Tuesday, October 14

Schlock Corridor: Day Fourteen


DEVIL'S KISS (PRINT OF THE DEVIL)


"To avenge her husband's death, raven-haired psychic Claire joins forces with a telepathic professor, a chrome-domed zombie, and Satan himself."

A mysterious lady named Claire shows up at a party with her boyfriend, Ray Bradbury. She greets her host, some greasy Count who recognizes her straight away as the widow of that one guy who committed suicide for some reason maybe a while ago. Claire winks so hard she looks like she's having a stroke as she assures the Count that that guy's wife is so dead they had to bury her twice, and the Count just goes along with this subterfuge, because he's a nobleman and those types play a lot of strange, pointless games to pass their time.

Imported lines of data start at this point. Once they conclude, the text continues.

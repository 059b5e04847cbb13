//! Simulated torrent sessions with delayed metadata.

use std::sync::Arc;
use std::sync::atomic::{AtomicBool, AtomicUsize, Ordering};
use std::time::Duration;

use bytes::Bytes;
use parking_lot::Mutex;
use sha1::{Digest, Sha1};
use tokio::sync::oneshot;
use undertow_core::swarm::{InfoHash, Swarm, SwarmFile};

use crate::file::{SimulatedFile, StreamProfile};

/// Blueprint of a torrent the simulated network can serve.
///
/// Each call to [`SimulatedTorrent::start_session`] produces an independent
/// session with fresh counters and its own metadata timer.
#[derive(Debug, Clone)]
pub struct SimulatedTorrent {
    files: Vec<(String, Bytes)>,
    profile: StreamProfile,
    metadata_delay: Option<Duration>,
    metadata_available: bool,
}

impl Default for SimulatedTorrent {
    fn default() -> Self {
        Self::new()
    }
}

impl SimulatedTorrent {
    /// Creates an empty torrent whose metadata is available immediately.
    pub fn new() -> Self {
        Self {
            files: Vec::new(),
            profile: StreamProfile::default(),
            metadata_delay: None,
            metadata_available: true,
        }
    }

    /// Appends a file in torrent order.
    pub fn file(mut self, path: impl Into<String>, data: impl Into<Bytes>) -> Self {
        self.files.push((path.into(), data.into()));
        self
    }

    /// Sets how every file streams its bytes.
    pub fn profile(mut self, profile: StreamProfile) -> Self {
        self.profile = profile;
        self
    }

    /// Makes metadata arrive `delay` after a session starts.
    pub fn metadata_delay(mut self, delay: Duration) -> Self {
        self.metadata_delay = Some(delay);
        self
    }

    /// Makes metadata never arrive, as for a torrent without peers.
    pub fn without_metadata(mut self) -> Self {
        self.metadata_available = false;
        self
    }

    /// Info hash derived from the file list and contents.
    pub fn info_hash(&self) -> InfoHash {
        let mut hasher = Sha1::new();
        for (path, data) in &self.files {
            hasher.update(path.as_bytes());
            hasher.update((data.len() as u64).to_be_bytes());
            hasher.update(data);
        }
        InfoHash::new(hasher.finalize().into())
    }

    /// Total size of all files in bytes.
    pub fn total_size(&self) -> u64 {
        self.files.iter().map(|(_, data)| data.len() as u64).sum()
    }

    /// Starts a new session for this torrent.
    ///
    /// With a metadata delay, readiness is scheduled on the current tokio
    /// runtime when there is one, otherwise on a helper thread.
    pub fn start_session(&self) -> Arc<SimulatedSwarm> {
        let files = self
            .files
            .iter()
            .map(|(path, data)| {
                Arc::new(SimulatedFile::new(
                    path.clone(),
                    data.clone(),
                    self.profile.clone(),
                ))
            })
            .collect();

        let swarm = Arc::new(SimulatedSwarm {
            info_hash: self.info_hash(),
            files,
            ready: AtomicBool::new(false),
            notifiers: Mutex::new(Vec::new()),
            ready_registrations: AtomicUsize::new(0),
        });

        if self.metadata_available {
            match self.metadata_delay {
                None => swarm.mark_ready(),
                Some(delay) => swarm.ready_after(delay),
            }
        }

        tracing::debug!(
            info_hash = %swarm.info_hash,
            files = self.files.len(),
            "SimulatedTorrent: session started"
        );
        swarm
    }
}

/// A running session of a [`SimulatedTorrent`].
pub struct SimulatedSwarm {
    info_hash: InfoHash,
    files: Vec<Arc<SimulatedFile>>,
    ready: AtomicBool,
    notifiers: Mutex<Vec<oneshot::Sender<()>>>,
    ready_registrations: AtomicUsize,
}

impl SimulatedSwarm {
    /// Publishes metadata and fires every registered notification.
    pub fn mark_ready(&self) {
        let mut notifiers = self.notifiers.lock();
        if self.ready.swap(true, Ordering::SeqCst) {
            return;
        }
        for notifier in notifiers.drain(..) {
            let _ = notifier.send(());
        }
        tracing::debug!(info_hash = %self.info_hash, "SimulatedSwarm: metadata ready");
    }

    /// Schedules `mark_ready` after `delay`.
    pub fn ready_after(self: &Arc<Self>, delay: Duration) {
        let swarm = Arc::clone(self);
        match tokio::runtime::Handle::try_current() {
            Ok(handle) => {
                handle.spawn(async move {
                    tokio::time::sleep(delay).await;
                    swarm.mark_ready();
                });
            }
            Err(_) => {
                std::thread::spawn(move || {
                    std::thread::sleep(delay);
                    swarm.mark_ready();
                });
            }
        }
    }

    /// Number of readiness notifications registered.
    pub fn ready_registrations(&self) -> usize {
        self.ready_registrations.load(Ordering::SeqCst)
    }

    /// Concrete file handle, available even before metadata.
    pub fn simulated_file(&self, path: &str) -> Option<Arc<SimulatedFile>> {
        self.files.iter().find(|file| file.path() == path).cloned()
    }
}

impl Swarm for SimulatedSwarm {
    fn info_hash(&self) -> InfoHash {
        self.info_hash
    }

    fn is_ready(&self) -> bool {
        self.ready.load(Ordering::SeqCst)
    }

    fn notify_ready(&self, notifier: oneshot::Sender<()>) {
        self.ready_registrations.fetch_add(1, Ordering::SeqCst);
        let mut notifiers = self.notifiers.lock();
        if self.is_ready() {
            let _ = notifier.send(());
        } else {
            notifiers.push(notifier);
        }
    }

    fn files(&self) -> Vec<Arc<dyn SwarmFile>> {
        if !self.is_ready() {
            return Vec::new();
        }
        self.files
            .iter()
            .map(|file| Arc::clone(file) as Arc<dyn SwarmFile>)
            .collect()
    }
}

#[cfg(test)]
mod tests {
    use super::*;

    #[test]
    fn test_info_hash_is_content_derived() {
        let a = SimulatedTorrent::new().file("main.db", vec![1u8; 10]);
        let b = SimulatedTorrent::new().file("main.db", vec![1u8; 10]);
        let c = SimulatedTorrent::new().file("main.db", vec![2u8; 10]);

        assert_eq!(a.info_hash(), b.info_hash());
        assert_ne!(a.info_hash(), c.info_hash());
        assert_eq!(a.total_size(), 10);
    }

    #[test]
    fn test_immediate_metadata() {
        let swarm = SimulatedTorrent::new()
            .file("main.db", vec![0u8; 10])
            .start_session();

        assert!(swarm.is_ready());
        assert_eq!(swarm.files().len(), 1);
    }

    #[test]
    fn test_files_hidden_until_ready() {
        let swarm = SimulatedTorrent::new()
            .file("main.db", vec![0u8; 10])
            .without_metadata()
            .start_session();

        assert!(!swarm.is_ready());
        assert!(swarm.files().is_empty());
        assert!(swarm.simulated_file("main.db").is_some());
    }

    #[tokio::test(start_paused = true)]
    async fn test_delayed_metadata_fires_notification() {
        let swarm = SimulatedTorrent::new()
            .file("main.db", vec![0u8; 10])
            .metadata_delay(Duration::from_millis(100))
            .start_session();

        let (notifier, signal) = oneshot::channel();
        swarm.notify_ready(notifier);
        assert!(!swarm.is_ready());

        signal.await.unwrap();
        assert!(swarm.is_ready());
        assert_eq!(swarm.ready_registrations(), 1);
    }

    #[test]
    fn test_mark_ready_is_idempotent() {
        let swarm = SimulatedTorrent::new().without_metadata().start_session();
        let (notifier, signal) = oneshot::channel();
        swarm.notify_ready(notifier);

        swarm.mark_ready();
        swarm.mark_ready();
        assert!(tokio_test::block_on(signal).is_ok());
    }
}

The Count is holding a fashion show in his dingy castle, hosted by some lanky loser wearing a leather jumpsuit with an obscene amount of zippers adorning its surface, including two over his nipples, which I am thankful he kept closed. Leather Dude announces the arrival of the cadre of models, who just wander in and flail about for maybe thirty seconds in their polyester outfits (complete with capes) before leaving for good. I couldn't help but notice at this early point in the film that everybody on screen was wearing bellbottoms. Fucking everybody.


The Count quickly changes gears, begging Claire to hold a séance, hoping to contact his late brother Lauren, who fell of a horse and bumped his head some time ago. Meanwhile, Thrift Store Dracula is upstairs awkwardly trying to rape a random young woman, but she resists for three seconds and he gives up, calling her a slut and stalking into the darkness like an asshole. The lady screams, and the Count rushes upstairs, immediately jumping to the mad conclusion that the séance was a success and this poor woman was almost raped by the ghost of his brother, who was clearly upset because their parents gave him a woman's name and he just had to prove his manhood by forcing himself on any woman with his ghostly genitals.

The Count insists Claire and Ray Bradbury remain at his castle, because apparently they're both world-renowned paranormal investigators, or something, and he assumes they'll know how to communicate with dear brother Lauren. They quickly agree, because Claire is hatching a scheme to get revenge on the people who drove her late husband to suicide, and she's going to use Ray Bradbury's skills as a telepathic expert, as well as the cellular regeneration serum he has invented(?!). She's also going to make a pact with the Devil, because that makes sense.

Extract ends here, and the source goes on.